◆ GIVEN DATA:
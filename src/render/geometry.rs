//! Shared geometry calculations for selection and annotations
//!
//! Everything here is a pure function of plain numeric inputs. The selection
//! controller, the annotation canvas and the mosaic engine all build on it.

use crate::domain::{Ellipse, HitTarget, Point, Rect, ResizeHandle, Size};

/// Fraction of a brush diameter two consecutive mosaic dabs overlap by
pub const MOSAIC_OVERLAP: f32 = 0.3;

/// Arrow geometry constants
pub mod arrow {
    /// Arrowhead length in logical pixels
    pub const HEAD_LENGTH: f32 = 20.0;
    /// Angle between the shaft and each side of the head (15 degrees)
    pub const HEAD_ANGLE: f32 = std::f32::consts::PI / 12.0;
    /// How far the shaft reaches back into the head so the joint has no gap
    pub const SHAFT_OVERLAP: f32 = 2.0;
}

/// Resize handle hit areas
pub mod handle {
    /// Side of the square grab area centered on each corner
    pub const CORNER_DIAMETER: f32 = 16.0;
    /// Thickness of the grab band centered on each edge
    pub const EDGE_GRAB_THICKNESS: f32 = 8.0;
}

/// Shape (rectangle/ellipse) geometry constants
pub mod shape {
    /// Ellipse bezier approximation constant: 4/3 * (sqrt(2) - 1)
    pub const BEZIER_K: f32 = 0.552_284_8;
}

/// Canonical rectangle for a drag vector of arbitrary sign
///
/// Width and height are clamped to `max_x`/`max_y`. Only the magnitude is
/// clamped: a start point near the container edge can still yield a rectangle
/// reaching past it.
pub fn rect_from_drag(
    start_x: f32,
    start_y: f32,
    move_x: f32,
    move_y: f32,
    max_x: f32,
    max_y: f32,
) -> Rect {
    let (x, width) = if move_x >= 0.0 {
        (start_x, max_x.min(move_x))
    } else {
        (start_x + move_x, max_x.min(-move_x))
    };
    let (y, height) = if move_y >= 0.0 {
        (start_y, max_y.min(move_y))
    } else {
        (start_y + move_y, max_y.min(-move_y))
    };
    Rect {
        x,
        y,
        width,
        height,
    }
}

/// Point of `rect` that stays put while `handle` is dragged
pub fn fixed_point_for_handle(handle: ResizeHandle, rect: Rect) -> Point {
    match handle {
        ResizeHandle::NW => Point::new(rect.right(), rect.bottom()),
        ResizeHandle::N | ResizeHandle::NE => Point::new(rect.x, rect.bottom()),
        ResizeHandle::E | ResizeHandle::SE | ResizeHandle::S => Point::new(rect.x, rect.y),
        ResizeHandle::SW | ResizeHandle::W => Point::new(rect.right(), rect.y),
    }
}

/// Rectangle produced by dragging `handle` by `(move_x, move_y)`
///
/// The pointer delta is turned into a drag vector anchored at the fixed point;
/// edge handles keep the other axis at its original size.
#[allow(clippy::too_many_arguments)]
pub fn rect_for_resize(
    handle: ResizeHandle,
    fixed: Point,
    origin_width: f32,
    origin_height: f32,
    move_x: f32,
    move_y: f32,
    max_x: f32,
    max_y: f32,
) -> Rect {
    let (drag_x, drag_y) = match handle {
        ResizeHandle::NW => (move_x - origin_width, move_y - origin_height),
        ResizeHandle::N => (origin_width, move_y - origin_height),
        ResizeHandle::NE => (move_x + origin_width, move_y - origin_height),
        ResizeHandle::E => (move_x + origin_width, origin_height),
        ResizeHandle::SE => (move_x + origin_width, move_y + origin_height),
        ResizeHandle::S => (origin_width, move_y + origin_height),
        ResizeHandle::SW => (move_x - origin_width, move_y + origin_height),
        ResizeHandle::W => (move_x - origin_width, origin_height),
    };
    rect_from_drag(fixed.x, fixed.y, drag_x, drag_y, max_x, max_y)
}

/// Ellipse inscribed in the box spanned by two points
///
/// The right/bottom edges are clamped to `max_x`/`max_y`.
pub fn ellipse_from_points(p1: Point, p2: Point, max_x: f32, max_y: f32) -> Ellipse {
    let left = p1.x.min(p2.x);
    let right = p1.x.max(p2.x).min(max_x);
    let top = p1.y.min(p2.y);
    let bottom = p1.y.max(p2.y).min(max_y);

    let width = right - left;
    let height = bottom - top;

    Ellipse {
        center_x: left + width / 2.0,
        center_y: top + height / 2.0,
        radius_x: width / 2.0,
        radius_y: height / 2.0,
        is_circle: (width - height).abs() < 2.0,
        left,
        top,
        width,
        height,
    }
}

/// Rectangle spanned by two points, right/bottom clamped to the bounds
pub fn rect_from_points(p1: Point, p2: Point, max_x: f32, max_y: f32) -> Rect {
    let left = p1.x.min(p2.x);
    let right = p1.x.max(p2.x).min(max_x);
    let top = p1.y.min(p2.y);
    let bottom = p1.y.max(p2.y).min(max_y);
    Rect {
        x: left,
        y: top,
        width: right - left,
        height: bottom - top,
    }
}

/// Integer grid points inside a circle
///
/// Yields every `(x, y)` with `0 <= x <= max_x`, `0 <= y <= max_y` and
/// `(x - cx)^2 + (y - cy)^2 <= r^2`, row by row. Only the circle's bounding
/// square intersected with the bounds is visited.
#[derive(Clone, Debug)]
pub struct CirclePoints {
    cx: f32,
    cy: f32,
    r2: f32,
    x0: i64,
    x1: i64,
    y1: i64,
    x: i64,
    y: i64,
}

pub fn points_in_circle(cx: f32, cy: f32, r: f32, max_x: u32, max_y: u32) -> CirclePoints {
    let x0 = (cx - r).ceil().max(0.0) as i64;
    let x1 = ((cx + r).floor() as i64).min(max_x as i64);
    let y0 = (cy - r).ceil().max(0.0) as i64;
    let y1 = ((cy + r).floor() as i64).min(max_y as i64);
    CirclePoints {
        cx,
        cy,
        r2: r * r,
        x0,
        x1,
        y1,
        x: x0,
        y: y0,
    }
}

impl Iterator for CirclePoints {
    type Item = (u32, u32);

    fn next(&mut self) -> Option<Self::Item> {
        while self.y <= self.y1 {
            let dy = self.y as f32 - self.cy;
            let dy2 = dy * dy;
            while self.x <= self.x1 {
                let x = self.x;
                self.x += 1;
                let dx = x as f32 - self.cx;
                if dx * dx + dy2 <= self.r2 {
                    return Some((x as u32, self.y as u32));
                }
            }
            self.x = self.x0;
            self.y += 1;
        }
        None
    }
}

/// Evenly spaced points from `from` to `to` for a brush of `radius`
///
/// Consecutive points are at most `2 * radius * (1 - overlap)` apart. At least
/// two interior samples are produced and `to` is always the last point.
#[derive(Clone, Debug)]
pub struct Interpolation {
    from: Point,
    to: Point,
    count: usize,
    index: usize,
}

pub fn interpolate(from: Point, to: Point, radius: f32) -> Interpolation {
    interpolate_with_overlap(from, to, radius, MOSAIC_OVERLAP)
}

pub fn interpolate_with_overlap(from: Point, to: Point, radius: f32, overlap: f32) -> Interpolation {
    let distance = from.distance(to);
    let step = 2.0 * radius * (1.0 - overlap);
    let steps = if step > 0.0 && step.is_finite() && distance.is_finite() {
        (distance / step).ceil() as usize
    } else {
        0
    };
    Interpolation {
        from,
        to,
        count: steps.max(2),
        index: 0,
    }
}

impl Iterator for Interpolation {
    type Item = Point;

    fn next(&mut self) -> Option<Point> {
        let index = self.index;
        if index > self.count {
            return None;
        }
        self.index += 1;
        if index == self.count {
            return Some(self.to);
        }
        let t = index as f32 / self.count as f32;
        Some(Point::new(
            self.from.x + (self.to.x - self.from.x) * t,
            self.from.y + (self.to.y - self.from.y) * t,
        ))
    }

    fn size_hint(&self) -> (usize, Option<usize>) {
        let remaining = (self.count + 1).saturating_sub(self.index);
        (remaining, Some(remaining))
    }
}

impl ExactSizeIterator for Interpolation {}

/// First window, in supplied order, whose bounds contain `point`
pub fn match_window(point: Point, windows: &[Rect]) -> Option<&Rect> {
    windows.iter().find(|window| window.contains_point(point))
}

/// Host window bounds as a logical rectangle inside the container
///
/// `host_scale` is the ratio between the host's window coordinates and
/// logical pixels (1.0 when the host already reports logical pixels).
pub fn rect_for_window(bounds: Rect, host_scale: f32, container: Size) -> Rect {
    let scale = if host_scale > 0.0 { host_scale } else { 1.0 };
    bounds.scale(1.0 / scale).clip_to(container)
}

fn over(point: Point, x: f32, y: f32, width: f32, height: f32) -> bool {
    point.x >= x && point.x < x + width && point.y >= y && point.y < y + height
}

/// Classify `point` against the selection: handle, body or outside
///
/// Handles are layered above the body, corners above edges.
pub fn hit_test(selection: Rect, point: Point) -> HitTarget {
    use handle::{CORNER_DIAMETER, EDGE_GRAB_THICKNESS};

    if selection.is_empty() {
        return HitTarget::Outside;
    }

    let half_corner = CORNER_DIAMETER / 2.0;
    let corners = [
        (ResizeHandle::NW, selection.x, selection.y),
        (ResizeHandle::NE, selection.right(), selection.y),
        (ResizeHandle::SW, selection.x, selection.bottom()),
        (ResizeHandle::SE, selection.right(), selection.bottom()),
    ];
    for (handle, cx, cy) in corners {
        if over(
            point,
            cx - half_corner,
            cy - half_corner,
            CORNER_DIAMETER,
            CORNER_DIAMETER,
        ) {
            return HitTarget::Handle(handle);
        }
    }

    let half_edge = EDGE_GRAB_THICKNESS / 2.0;
    let edges = [
        (
            ResizeHandle::N,
            (selection.x, selection.y - half_edge),
            (selection.width, EDGE_GRAB_THICKNESS),
        ),
        (
            ResizeHandle::S,
            (selection.x, selection.bottom() - half_edge),
            (selection.width, EDGE_GRAB_THICKNESS),
        ),
        (
            ResizeHandle::W,
            (selection.x - half_edge, selection.y),
            (EDGE_GRAB_THICKNESS, selection.height),
        ),
        (
            ResizeHandle::E,
            (selection.right() - half_edge, selection.y),
            (EDGE_GRAB_THICKNESS, selection.height),
        ),
    ];
    for (handle, (x, y), (w, h)) in edges {
        if over(point, x, y, w, h) {
            return HitTarget::Handle(handle);
        }
    }

    if selection.contains_point(point) {
        HitTarget::Body
    } else {
        HitTarget::Outside
    }
}

/// Shaft and head of an arrow drawn from `from` to `to`
#[derive(Clone, Copy, Debug, PartialEq)]
pub struct ArrowGeometry {
    /// Where the shaft stroke ends, slightly inside the head
    pub shaft_end: Point,
    /// Filled head triangle: tip, then the two back corners
    pub head: [Point; 3],
}

/// Arrow shaft and head, with the head shortened on short arrows
///
/// Returns None for a zero-length arrow.
pub fn arrow_geometry(from: Point, to: Point) -> Option<ArrowGeometry> {
    let dx = to.x - from.x;
    let dy = to.y - from.y;
    let length = (dx * dx + dy * dy).sqrt();
    if length == 0.0 || !length.is_finite() {
        return None;
    }

    let angle = dy.atan2(dx);
    let head_length = arrow::HEAD_LENGTH.min(length * 0.5);

    let shaft_end = Point::new(
        to.x - angle.cos() * (head_length - arrow::SHAFT_OVERLAP),
        to.y - angle.sin() * (head_length - arrow::SHAFT_OVERLAP),
    );
    let side1 = Point::new(
        to.x - head_length * (angle - arrow::HEAD_ANGLE).cos(),
        to.y - head_length * (angle - arrow::HEAD_ANGLE).sin(),
    );
    let side2 = Point::new(
        to.x - head_length * (angle + arrow::HEAD_ANGLE).cos(),
        to.y - head_length * (angle + arrow::HEAD_ANGLE).sin(),
    );

    Some(ArrowGeometry {
        shaft_end,
        head: [to, side1, side2],
    })
}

◆ WHAT TO WORK ON:
Examine each line of the records above and tally those with the string "container". State the total alone.

◆ TASK SOLUTION:
4